2.      The basic principles of the performance scheme shall apply throughout the network.’

9.        Article 14(2) of that directive states:

‘Where the infrastructure manager, in its legal form, organisation or decision‑making functions is not independent of any railway undertaking, the functions referred to in paragraph 1 and described in this chapter shall be performed by an allocation body that is independent in its legal form, organisation and decision-making functions from any railway undertaking.’

B –    French law

1.      Law No 97‑135

10.      Law No 97‑135 of 13 February 1997 creating the public institution ‘Réseau ferré de France’ with a view to the renewal of rail transport (loi n° 97‑135 du 13 février 1997 portant création de l’établissement public ‘Réseau ferré de France’ en vue du renouveau du transport ferroviaire (6) provides that Réseau ferré de France (‘RFF’) is the French railway infrastructure manager.

11.      The second paragraph of Article 1 of that Law states:

‘Having regard to the requirements of safety and public service continuity, management of traffic and movements on the national rail network and operation and maintenance of the technical and safety installations for that network shall be carried out by the Société nationale des chemins de fer français (SNCF) on behalf of and in accordance with the management objectives and principles laid down by [RFF]. It shall provide it with remuneration to that end. ...’

2.      Decree No 2003‑194

12.      The first paragraph of Article 17 of Decree No 2003‑194 of 7 March 2003 on the use of the national rail network (7) (décret n° 2003‑194 du 7 mars 2003 relatif à l’utilisation du réseau ferré national) provides:

‘[RFF] shall draw up a national rail network statement containing all the information necessary for exercising the rights of access to the national rail network mentioned in Title I. ...’

13.      Article 18 of that decree provides:

‘[RFF] shall be responsible for allocating infrastructure capacity for the national rail network in respect of the infrastructure which it manages or for which the infrastructure manager holds a partnership agreement concluded pursuant to Articles 1‑1 and 1‑2 of the abovementioned Law of 13 February 1997, in accordance with the detailed rules laid down in Articles 18 to 27 of the present decree. ...’

14.      Article 21 of the decree provides: (8)

‘Requests for train paths shall be addressed to [RFF] under the conditions and in accordance with the detailed rules laid down by the network statement or, in the case of a framework agreement, by the provisions of that agreement.

[RFF] shall entrust the technical execution studies necessary for the examination of requests for train paths to the [SNCF], which is responsible, on its behalf, for management of traffic and movements on the national rail network.
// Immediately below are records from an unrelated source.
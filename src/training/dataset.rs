// Training datasets - clips with their extracted features
//
// A dataset only knows how many clips it has and how to produce clip i.
// Iteration is lazy and can be restarted any number of times; nothing
// about the on-disk layout leaks into the training loop.

use rand::{rngs::StdRng, seq::SliceRandom, SeedableRng};
use std::fs;
use std::path::{Path, PathBuf};

use crate::analysis::{FeatureExtractor, FeatureSequence, Waveform};
use crate::config::AppConfig;
use crate::error::TrainingError;
use crate::fixtures::read_wav;

/// One training example
#[derive(Debug, Clone)]
pub struct TrainingClip {
    pub name: String,
    pub waveform: Waveform,
    pub features: FeatureSequence,
}

/// Indexed collection of training clips
pub trait ClipDataset {
    fn len(&self) -> usize;

    /// Produce clip `index` (`0..len()`)
    fn get(&self, index: usize) -> Result<TrainingClip, TrainingError>;

    fn is_empty(&self) -> bool {
        self.len() == 0
    }

    /// Lazy pass over every clip in index order
    fn iter(&self) -> Box<dyn Iterator<Item = Result<TrainingClip, TrainingError>> + '_> {
        Box::new((0..self.len()).map(move |i| self.get(i)))
    }
}

fn out_of_range(index: usize, len: usize) -> TrainingError {
    TrainingError::Dataset {
        reason: format!("clip index {} out of range ({} clips)", index, len),
    }
}

/// Clips held in memory
#[derive(Debug, Clone, Default)]
pub struct InMemoryDataset {
    clips: Vec<TrainingClip>,
}

impl InMemoryDataset {
    pub fn new(clips: Vec<TrainingClip>) -> Self {
        Self { clips }
    }

    /// Build clips from named waveforms, extracting features eagerly
    ///
    /// Waveforms are resampled to the configured rate and fitted to the
    /// configured clip length.
    pub fn from_waveforms(
        config: &AppConfig,
        waveforms: Vec<(String, Waveform)>,
    ) -> Result<Self, TrainingError> {
        let extractor = FeatureExtractor::new(config);
        let clip_samples = config.clip_samples();
        let clips = waveforms
            .into_iter()
            .map(|(name, waveform)| -> Result<TrainingClip, TrainingError> {
                let waveform = waveform
                    .resampled(config.common.sample_rate)
                    .fit_to_length(clip_samples);
                let features = extractor.extract(&waveform)?;
                Ok(TrainingClip {
                    name,
                    waveform,
                    features,
                })
            })
            .collect::<Result<Vec<_>, TrainingError>>()?;
        Ok(Self { clips })
    }
}

impl ClipDataset for InMemoryDataset {
    fn len(&self) -> usize {
        self.clips.len()
    }

    fn get(&self, index: usize) -> Result<TrainingClip, TrainingError> {
        self.clips
            .get(index)
            .cloned()
            .ok_or_else(|| out_of_range(index, self.clips.len()))
    }
}

/// `*.wav` files of one directory, loaded on demand
///
/// Features come from a `<stem>.features.json` sidecar when one exists,
/// otherwise they are extracted from the audio.
pub struct WavDirectoryDataset {
    paths: Vec<PathBuf>,
    extractor: FeatureExtractor,
    sample_rate: u32,
    clip_samples: usize,
}

impl WavDirectoryDataset {
    /// Scan `dir` for WAV files (sorted by file name)
    pub fn open(dir: &Path, config: &AppConfig) -> Result<Self, TrainingError> {
        let entries = fs::read_dir(dir).map_err(|err| TrainingError::Dataset {
            reason: format!("cannot read {}: {}", dir.display(), err),
        })?;

        let mut paths: Vec<PathBuf> = entries
            .filter_map(|entry| entry.ok().map(|e| e.path()))
            .filter(|path| {
                path.is_file()
                    && path
                        .extension()
                        .map(|ext| ext.eq_ignore_ascii_case("wav"))
                        .unwrap_or(false)
            })
            .collect();
        paths.sort();

        tracing::info!("[Dataset] Found {} clips in {}", paths.len(), dir.display());
        Ok(Self {
            paths,
            extractor: FeatureExtractor::new(config),
            sample_rate: config.common.sample_rate,
            clip_samples: config.clip_samples(),
        })
    }

    pub fn paths(&self) -> &[PathBuf] {
        &self.paths
    }

    fn sidecar_path(path: &Path) -> PathBuf {
        let stem = path.file_stem().map(|s| s.to_string_lossy()).unwrap_or_default();
        path.with_file_name(format!("{}.features.json", stem))
    }

    fn load_sidecar(&self, sidecar: &Path) -> Result<FeatureSequence, TrainingError> {
        let fail = |reason: String| TrainingError::Dataset {
            reason: format!("{}: {}", sidecar.display(), reason),
        };
        let text = fs::read_to_string(sidecar).map_err(|err| fail(err.to_string()))?;
        let features: FeatureSequence = serde_json::from_str(&text).map_err(|err| fail(err.to_string()))?;

        let expected = self.extractor.frame_count(self.clip_samples);
        if features.len() != expected {
            return Err(fail(format!(
                "sidecar has {} frames, clip has {}",
                features.len(),
                expected
            )));
        }
        Ok(features)
    }
}

impl ClipDataset for WavDirectoryDataset {
    fn len(&self) -> usize {
        self.paths.len()
    }

    fn get(&self, index: usize) -> Result<TrainingClip, TrainingError> {
        let path = self
            .paths
            .get(index)
            .ok_or_else(|| out_of_range(index, self.paths.len()))?;

        let waveform = read_wav(path)?
            .resampled(self.sample_rate)
            .fit_to_length(self.clip_samples);

        let sidecar = Self::sidecar_path(path);
        let features = if sidecar.is_file() {
            self.load_sidecar(&sidecar)?
        } else {
            self.extractor.extract(&waveform)?
        };

        Ok(TrainingClip {
            name: path
                .file_stem()
                .map(|s| s.to_string_lossy().into_owned())
                .unwrap_or_default(),
            waveform,
            features,
        })
    }
}

/// View of selected clips of another dataset
pub struct Subset<'a, D: ClipDataset + ?Sized> {
    dataset: &'a D,
    indices: Vec<usize>,
}

impl<'a, D: ClipDataset + ?Sized> Subset<'a, D> {
    pub fn new(dataset: &'a D, indices: Vec<usize>) -> Self {
        Self { dataset, indices }
    }

    /// Indices into the parent dataset
    pub fn indices(&self) -> &[usize] {
        &self.indices
    }
}

impl<D: ClipDataset + ?Sized> ClipDataset for Subset<'_, D> {
    fn len(&self) -> usize {
        self.indices.len()
    }

    fn get(&self, index: usize) -> Result<TrainingClip, TrainingError> {
        let parent = *self
            .indices
            .get(index)
            .ok_or_else(|| out_of_range(index, self.indices.len()))?;
        self.dataset.get(parent)
    }
}

/// Seeded random split into (train, test)
///
/// `round(len × ratio)` clips go to the training side.
pub fn train_test_split<D: ClipDataset + ?Sized>(
    dataset: &D,
    ratio: f32,
    seed: u64,
) -> (Subset<'_, D>, Subset<'_, D>) {
    let mut indices: Vec<usize> = (0..dataset.len()).collect();
    indices.shuffle(&mut StdRng::seed_from_u64(seed));

    let n_train = ((dataset.len() as f32 * ratio.clamp(0.0, 1.0)).round() as usize).min(indices.len());
    let test = indices.split_off(n_train);
    (Subset::new(dataset, indices), Subset::new(dataset, test))
}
Such studies shall give rise to remuneration, to be borne by the requesting party, equal to the cost directly incurred as a result of conducting them.

The [SNCF] shall take the necessary steps, under the supervision of [RFF], to ensure the independence in the functions of the service which produces the technical reports in order to guarantee that there is no discrimination in the performance of those functions. That service shall respect the confidentiality of commercial information communicated to it for the purposes of those reports.

…’

15.      A performance contract covering the period from 2008‑2012 was concluded between the French State and RFF on 3 November 2008.

3.      Law No 82‑1153

16.      Article 24(III) of Law No 82‑1153 of 30 December 1982 laying down guidelines for domestic transport (loi n° 82‑1153 du 30 décembre 1982 d’orientation des transports intérieurs), (9) as amended by Law No 2009‑1503 of 8 December 2009 on the organisation and regulation of rail transport and introducing various provisions relating to transport (loi n° 2009‑1503 du 8 décembre 2009 relative à l’organisation et à la régulation des transports ferroviaires et portant diverses dispositions relatives aux transports), (10) sets out detailed provisions on a specialised service which, within the SNCF, ‘shall perform, from 1 January 2010, on behalf of and in accordance with the management objectives and principles laid down by [RFF], the tasks related to management of traffic and movements on the national rail network mentioned in Article 1 of Law No 97‑135 … in conditions which ensure the independence of the essential functions thus performed and guarantee free and fair competition and the absence of any discrimination.’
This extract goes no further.